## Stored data

——

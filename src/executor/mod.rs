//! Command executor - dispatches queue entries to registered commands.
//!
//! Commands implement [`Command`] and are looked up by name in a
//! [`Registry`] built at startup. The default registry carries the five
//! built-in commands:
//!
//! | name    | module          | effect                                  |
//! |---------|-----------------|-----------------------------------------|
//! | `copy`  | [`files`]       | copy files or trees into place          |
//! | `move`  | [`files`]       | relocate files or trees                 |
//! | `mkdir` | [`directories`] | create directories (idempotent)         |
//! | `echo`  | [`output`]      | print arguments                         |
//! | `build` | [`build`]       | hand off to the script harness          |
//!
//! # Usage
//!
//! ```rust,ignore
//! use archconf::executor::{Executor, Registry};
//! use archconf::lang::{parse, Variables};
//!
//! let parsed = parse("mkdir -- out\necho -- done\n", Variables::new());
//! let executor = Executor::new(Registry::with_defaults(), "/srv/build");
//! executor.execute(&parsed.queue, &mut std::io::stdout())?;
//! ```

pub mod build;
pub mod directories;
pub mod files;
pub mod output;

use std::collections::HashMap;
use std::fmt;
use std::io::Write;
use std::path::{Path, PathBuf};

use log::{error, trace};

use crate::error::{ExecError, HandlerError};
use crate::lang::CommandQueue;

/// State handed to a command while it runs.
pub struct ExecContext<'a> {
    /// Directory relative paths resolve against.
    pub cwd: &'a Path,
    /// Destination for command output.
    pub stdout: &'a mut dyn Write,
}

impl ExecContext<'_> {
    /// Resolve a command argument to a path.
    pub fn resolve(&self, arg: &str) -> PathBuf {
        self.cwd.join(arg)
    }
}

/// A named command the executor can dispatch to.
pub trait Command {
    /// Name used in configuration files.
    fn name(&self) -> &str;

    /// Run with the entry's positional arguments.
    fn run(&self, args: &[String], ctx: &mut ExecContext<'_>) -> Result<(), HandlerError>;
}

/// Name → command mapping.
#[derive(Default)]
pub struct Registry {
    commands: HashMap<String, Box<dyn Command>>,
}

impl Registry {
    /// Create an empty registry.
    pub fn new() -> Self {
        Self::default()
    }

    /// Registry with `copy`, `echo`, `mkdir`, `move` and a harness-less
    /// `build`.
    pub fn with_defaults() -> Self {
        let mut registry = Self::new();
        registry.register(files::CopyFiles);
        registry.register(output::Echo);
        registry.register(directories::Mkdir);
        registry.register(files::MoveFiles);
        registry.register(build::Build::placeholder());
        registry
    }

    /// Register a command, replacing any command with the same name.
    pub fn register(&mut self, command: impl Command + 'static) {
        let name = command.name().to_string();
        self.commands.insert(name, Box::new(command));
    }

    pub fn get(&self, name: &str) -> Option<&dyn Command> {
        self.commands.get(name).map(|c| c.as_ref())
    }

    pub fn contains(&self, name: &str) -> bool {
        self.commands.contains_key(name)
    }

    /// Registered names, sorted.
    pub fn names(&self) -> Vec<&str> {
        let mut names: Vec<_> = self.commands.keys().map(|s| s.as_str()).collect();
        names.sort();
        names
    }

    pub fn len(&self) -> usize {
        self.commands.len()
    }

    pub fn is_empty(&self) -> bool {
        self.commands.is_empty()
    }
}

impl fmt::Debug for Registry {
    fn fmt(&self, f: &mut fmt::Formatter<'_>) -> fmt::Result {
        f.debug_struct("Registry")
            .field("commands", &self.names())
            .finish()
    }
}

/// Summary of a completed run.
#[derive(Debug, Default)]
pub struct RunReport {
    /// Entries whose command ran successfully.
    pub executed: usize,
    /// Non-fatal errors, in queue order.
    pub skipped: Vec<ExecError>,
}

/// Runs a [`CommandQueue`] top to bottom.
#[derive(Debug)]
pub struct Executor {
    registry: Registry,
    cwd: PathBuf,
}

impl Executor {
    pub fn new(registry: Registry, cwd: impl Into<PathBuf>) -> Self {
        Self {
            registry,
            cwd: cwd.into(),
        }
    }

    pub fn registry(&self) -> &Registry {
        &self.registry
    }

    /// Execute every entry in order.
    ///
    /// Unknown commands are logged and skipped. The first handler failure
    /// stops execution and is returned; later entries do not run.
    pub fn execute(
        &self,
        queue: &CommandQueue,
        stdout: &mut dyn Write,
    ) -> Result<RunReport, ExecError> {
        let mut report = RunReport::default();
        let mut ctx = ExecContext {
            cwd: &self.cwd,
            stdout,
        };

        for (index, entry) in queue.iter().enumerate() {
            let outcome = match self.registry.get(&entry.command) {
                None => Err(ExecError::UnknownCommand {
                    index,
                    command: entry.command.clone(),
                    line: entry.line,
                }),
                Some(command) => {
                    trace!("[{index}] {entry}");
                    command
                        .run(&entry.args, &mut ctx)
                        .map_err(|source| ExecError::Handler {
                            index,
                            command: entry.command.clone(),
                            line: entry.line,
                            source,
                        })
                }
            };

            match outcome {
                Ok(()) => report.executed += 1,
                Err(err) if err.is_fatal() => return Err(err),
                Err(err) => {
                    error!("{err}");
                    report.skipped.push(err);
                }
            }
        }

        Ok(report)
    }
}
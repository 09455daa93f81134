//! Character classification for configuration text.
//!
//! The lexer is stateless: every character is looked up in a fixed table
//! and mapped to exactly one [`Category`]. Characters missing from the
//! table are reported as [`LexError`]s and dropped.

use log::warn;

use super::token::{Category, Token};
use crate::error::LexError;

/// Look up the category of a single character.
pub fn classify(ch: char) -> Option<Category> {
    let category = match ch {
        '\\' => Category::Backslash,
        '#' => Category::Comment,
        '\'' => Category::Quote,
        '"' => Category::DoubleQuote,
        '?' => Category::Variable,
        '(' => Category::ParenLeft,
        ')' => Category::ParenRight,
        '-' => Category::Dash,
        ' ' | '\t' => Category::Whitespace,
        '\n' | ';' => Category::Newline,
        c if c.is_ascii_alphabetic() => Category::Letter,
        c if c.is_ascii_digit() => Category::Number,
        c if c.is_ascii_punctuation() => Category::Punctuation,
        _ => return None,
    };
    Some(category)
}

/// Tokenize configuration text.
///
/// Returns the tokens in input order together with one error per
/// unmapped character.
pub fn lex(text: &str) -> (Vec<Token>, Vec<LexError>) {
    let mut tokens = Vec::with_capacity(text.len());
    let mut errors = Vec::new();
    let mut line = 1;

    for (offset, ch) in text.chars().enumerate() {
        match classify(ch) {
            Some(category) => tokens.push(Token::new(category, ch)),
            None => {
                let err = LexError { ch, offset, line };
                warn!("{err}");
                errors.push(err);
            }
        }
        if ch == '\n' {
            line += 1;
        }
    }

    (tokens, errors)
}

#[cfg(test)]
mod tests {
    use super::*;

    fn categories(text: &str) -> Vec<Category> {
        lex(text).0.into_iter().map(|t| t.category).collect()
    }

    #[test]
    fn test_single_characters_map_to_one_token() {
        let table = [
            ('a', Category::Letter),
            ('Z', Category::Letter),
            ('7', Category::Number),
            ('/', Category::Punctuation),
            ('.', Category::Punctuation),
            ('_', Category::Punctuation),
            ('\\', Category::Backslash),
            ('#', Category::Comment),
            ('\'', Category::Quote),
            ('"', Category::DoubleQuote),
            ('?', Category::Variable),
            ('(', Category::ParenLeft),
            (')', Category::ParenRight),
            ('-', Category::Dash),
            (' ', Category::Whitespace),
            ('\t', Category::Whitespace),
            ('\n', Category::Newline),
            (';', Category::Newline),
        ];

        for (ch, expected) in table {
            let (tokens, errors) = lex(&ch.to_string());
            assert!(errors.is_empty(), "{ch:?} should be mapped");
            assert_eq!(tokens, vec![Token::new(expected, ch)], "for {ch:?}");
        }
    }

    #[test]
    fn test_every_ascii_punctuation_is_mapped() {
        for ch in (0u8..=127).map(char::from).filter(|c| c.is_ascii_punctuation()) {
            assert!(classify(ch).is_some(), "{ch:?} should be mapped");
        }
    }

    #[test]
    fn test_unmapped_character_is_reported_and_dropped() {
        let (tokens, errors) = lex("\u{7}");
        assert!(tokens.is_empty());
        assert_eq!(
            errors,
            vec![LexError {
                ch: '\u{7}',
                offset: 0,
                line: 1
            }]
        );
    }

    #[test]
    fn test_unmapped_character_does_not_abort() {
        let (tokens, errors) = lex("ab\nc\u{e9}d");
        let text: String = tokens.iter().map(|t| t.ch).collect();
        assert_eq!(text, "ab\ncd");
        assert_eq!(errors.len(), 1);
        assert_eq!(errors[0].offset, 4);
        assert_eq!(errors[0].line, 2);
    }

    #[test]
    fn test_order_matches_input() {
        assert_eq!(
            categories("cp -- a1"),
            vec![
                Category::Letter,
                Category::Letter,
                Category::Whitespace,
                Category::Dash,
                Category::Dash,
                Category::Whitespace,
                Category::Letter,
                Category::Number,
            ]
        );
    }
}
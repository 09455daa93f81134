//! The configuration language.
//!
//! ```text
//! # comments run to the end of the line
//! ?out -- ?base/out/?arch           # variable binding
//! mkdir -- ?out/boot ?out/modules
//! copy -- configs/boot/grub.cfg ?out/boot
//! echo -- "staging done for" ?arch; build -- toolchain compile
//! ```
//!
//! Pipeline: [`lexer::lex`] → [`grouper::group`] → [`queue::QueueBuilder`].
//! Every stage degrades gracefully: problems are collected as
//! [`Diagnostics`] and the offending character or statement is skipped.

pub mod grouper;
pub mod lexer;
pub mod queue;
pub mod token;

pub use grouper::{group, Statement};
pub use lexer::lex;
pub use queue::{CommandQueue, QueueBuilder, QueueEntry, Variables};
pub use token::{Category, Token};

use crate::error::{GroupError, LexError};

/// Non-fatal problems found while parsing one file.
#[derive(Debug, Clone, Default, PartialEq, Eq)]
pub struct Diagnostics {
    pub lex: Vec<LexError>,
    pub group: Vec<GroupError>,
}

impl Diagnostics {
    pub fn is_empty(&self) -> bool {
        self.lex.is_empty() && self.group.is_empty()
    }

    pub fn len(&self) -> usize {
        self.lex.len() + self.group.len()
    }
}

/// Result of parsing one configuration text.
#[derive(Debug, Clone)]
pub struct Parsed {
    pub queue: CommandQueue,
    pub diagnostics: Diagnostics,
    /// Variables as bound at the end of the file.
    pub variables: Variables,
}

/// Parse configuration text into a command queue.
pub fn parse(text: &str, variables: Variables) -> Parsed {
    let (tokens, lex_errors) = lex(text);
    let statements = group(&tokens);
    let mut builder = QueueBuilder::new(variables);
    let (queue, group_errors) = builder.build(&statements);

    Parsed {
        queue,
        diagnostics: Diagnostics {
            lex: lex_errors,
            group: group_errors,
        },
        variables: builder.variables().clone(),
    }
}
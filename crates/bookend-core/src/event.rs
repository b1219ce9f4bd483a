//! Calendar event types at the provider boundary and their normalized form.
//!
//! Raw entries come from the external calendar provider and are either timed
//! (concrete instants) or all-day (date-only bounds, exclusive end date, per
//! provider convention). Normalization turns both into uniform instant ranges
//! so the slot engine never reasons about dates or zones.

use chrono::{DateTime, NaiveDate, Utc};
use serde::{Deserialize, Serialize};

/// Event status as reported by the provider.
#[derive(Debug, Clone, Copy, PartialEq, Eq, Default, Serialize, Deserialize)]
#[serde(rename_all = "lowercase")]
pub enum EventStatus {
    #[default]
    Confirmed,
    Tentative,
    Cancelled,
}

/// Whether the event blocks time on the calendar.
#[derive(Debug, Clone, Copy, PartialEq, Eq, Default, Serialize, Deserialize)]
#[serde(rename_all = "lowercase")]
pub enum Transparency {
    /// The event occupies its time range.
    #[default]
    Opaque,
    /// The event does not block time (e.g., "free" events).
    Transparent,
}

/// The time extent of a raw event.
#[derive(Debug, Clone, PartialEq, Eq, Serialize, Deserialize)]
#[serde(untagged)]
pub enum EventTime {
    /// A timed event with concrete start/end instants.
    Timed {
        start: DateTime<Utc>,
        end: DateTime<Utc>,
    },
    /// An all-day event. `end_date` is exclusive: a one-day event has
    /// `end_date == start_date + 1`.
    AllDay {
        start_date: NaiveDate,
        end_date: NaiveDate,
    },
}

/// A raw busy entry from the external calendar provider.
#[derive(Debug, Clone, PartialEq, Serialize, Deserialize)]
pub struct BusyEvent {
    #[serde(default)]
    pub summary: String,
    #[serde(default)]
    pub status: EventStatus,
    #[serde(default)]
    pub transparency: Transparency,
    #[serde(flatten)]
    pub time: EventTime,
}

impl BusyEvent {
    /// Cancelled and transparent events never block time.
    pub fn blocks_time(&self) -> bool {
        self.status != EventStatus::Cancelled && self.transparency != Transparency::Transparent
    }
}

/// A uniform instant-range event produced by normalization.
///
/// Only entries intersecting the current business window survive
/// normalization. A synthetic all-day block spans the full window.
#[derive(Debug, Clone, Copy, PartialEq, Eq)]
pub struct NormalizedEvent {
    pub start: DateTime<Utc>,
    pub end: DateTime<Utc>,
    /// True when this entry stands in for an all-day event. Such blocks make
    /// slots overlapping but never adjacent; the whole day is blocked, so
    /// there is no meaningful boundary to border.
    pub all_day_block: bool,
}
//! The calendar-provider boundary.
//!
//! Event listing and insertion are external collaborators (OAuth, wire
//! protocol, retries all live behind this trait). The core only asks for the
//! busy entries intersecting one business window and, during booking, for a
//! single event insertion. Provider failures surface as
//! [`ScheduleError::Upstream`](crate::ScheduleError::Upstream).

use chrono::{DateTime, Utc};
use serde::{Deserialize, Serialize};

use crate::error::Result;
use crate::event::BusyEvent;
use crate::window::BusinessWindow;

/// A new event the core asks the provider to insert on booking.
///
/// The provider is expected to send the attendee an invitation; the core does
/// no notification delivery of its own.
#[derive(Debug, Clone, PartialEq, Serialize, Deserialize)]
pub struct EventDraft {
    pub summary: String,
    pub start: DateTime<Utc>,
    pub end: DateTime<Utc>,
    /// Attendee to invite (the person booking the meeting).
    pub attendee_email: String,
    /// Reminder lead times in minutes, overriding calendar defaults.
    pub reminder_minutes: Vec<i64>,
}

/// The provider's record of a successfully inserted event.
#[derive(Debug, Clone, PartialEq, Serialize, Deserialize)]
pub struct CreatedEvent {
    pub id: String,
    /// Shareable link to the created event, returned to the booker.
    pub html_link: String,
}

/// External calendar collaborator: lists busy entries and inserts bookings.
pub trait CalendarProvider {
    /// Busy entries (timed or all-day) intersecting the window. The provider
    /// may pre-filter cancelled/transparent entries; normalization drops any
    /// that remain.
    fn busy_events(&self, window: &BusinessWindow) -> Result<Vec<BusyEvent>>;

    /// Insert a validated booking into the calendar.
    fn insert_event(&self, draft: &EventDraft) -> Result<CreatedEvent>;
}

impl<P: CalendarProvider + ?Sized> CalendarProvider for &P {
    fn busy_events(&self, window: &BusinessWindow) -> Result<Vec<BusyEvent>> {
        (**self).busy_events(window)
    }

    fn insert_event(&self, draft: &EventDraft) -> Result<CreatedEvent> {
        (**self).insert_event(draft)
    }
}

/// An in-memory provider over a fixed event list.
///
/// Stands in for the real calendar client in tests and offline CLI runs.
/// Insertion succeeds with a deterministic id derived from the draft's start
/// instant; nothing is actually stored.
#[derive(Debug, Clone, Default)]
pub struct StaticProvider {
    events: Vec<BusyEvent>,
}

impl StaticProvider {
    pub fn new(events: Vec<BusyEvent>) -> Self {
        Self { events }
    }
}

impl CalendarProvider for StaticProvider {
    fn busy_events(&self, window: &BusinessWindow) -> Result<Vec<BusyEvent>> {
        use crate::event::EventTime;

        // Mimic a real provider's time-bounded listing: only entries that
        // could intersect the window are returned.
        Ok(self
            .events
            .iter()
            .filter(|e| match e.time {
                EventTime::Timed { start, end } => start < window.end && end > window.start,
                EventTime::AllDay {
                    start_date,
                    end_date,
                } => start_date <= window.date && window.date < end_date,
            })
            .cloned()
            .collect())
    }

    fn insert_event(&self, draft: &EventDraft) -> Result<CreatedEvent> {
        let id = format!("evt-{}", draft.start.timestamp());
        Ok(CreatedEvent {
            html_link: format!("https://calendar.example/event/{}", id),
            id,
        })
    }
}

——

## THE PROBLEM
Please give an exact copy of the entries above, from the line with "use crate::window::BusinessWindow;" down to the line with "impl CalendarProvider for", inclusive, and nothing else.

## ANSWER TO THIS TASK
use crate::window::BusinessWindow;

/// A new event the core asks the provider to insert on booking.
///
/// The provider is expected to send the attendee an invitation; the core does
/// no notification delivery of its own.
#[derive(Debug, Clone, PartialEq, Serialize, Deserialize)]
pub struct EventDraft {
    pub summary: String,
    pub start: DateTime<Utc>,
    pub end: DateTime<Utc>,
    /// Attendee to invite (the person booking the meeting).
    pub attendee_email: String,
    /// Reminder lead times in minutes, overriding calendar defaults.
    pub reminder_minutes: Vec<i64>,
}

/// The provider's record of a successfully inserted event.
#[derive(Debug, Clone, PartialEq, Serialize, Deserialize)]
pub struct CreatedEvent {
    pub id: String,
    /// Shareable link to the created event, returned to the booker.
    pub html_link: String,
}

/// External calendar collaborator: lists busy entries and inserts bookings.
pub trait CalendarProvider {
    /// Busy entries (timed or all-day) intersecting the window. The provider
    /// may pre-filter cancelled/transparent entries; normalization drops any
    /// that remain.
    fn busy_events(&self, window: &BusinessWindow) -> Result<Vec<BusyEvent>>;

    /// Insert a validated booking into the calendar.
    fn insert_event(&self, draft: &EventDraft) -> Result<CreatedEvent>;
}

impl<P: CalendarProvider + ?Sized> CalendarProvider for &P {
    fn busy_events(&self, window: &BusinessWindow) -> Result<Vec<BusyEvent>> {
        (**self).busy_events(window)
    }

    fn insert_event(&self, draft: &EventDraft) -> Result<CreatedEvent> {
        (**self).insert_event(draft)
    }
}

/// An in-memory provider over a fixed event list.
///
/// Stands in for the real calendar client in tests and offline CLI runs.
/// Insertion succeeds with a deterministic id derived from the draft's start
/// instant; nothing is actually stored.
#[derive(Debug, Clone, Default)]
pub struct StaticProvider {
    events: Vec<BusyEvent>,
}

impl StaticProvider {
    pub fn new(events: Vec<BusyEvent>) -> Self {
        Self { events }
    }
}

impl CalendarProvider for StaticProvider {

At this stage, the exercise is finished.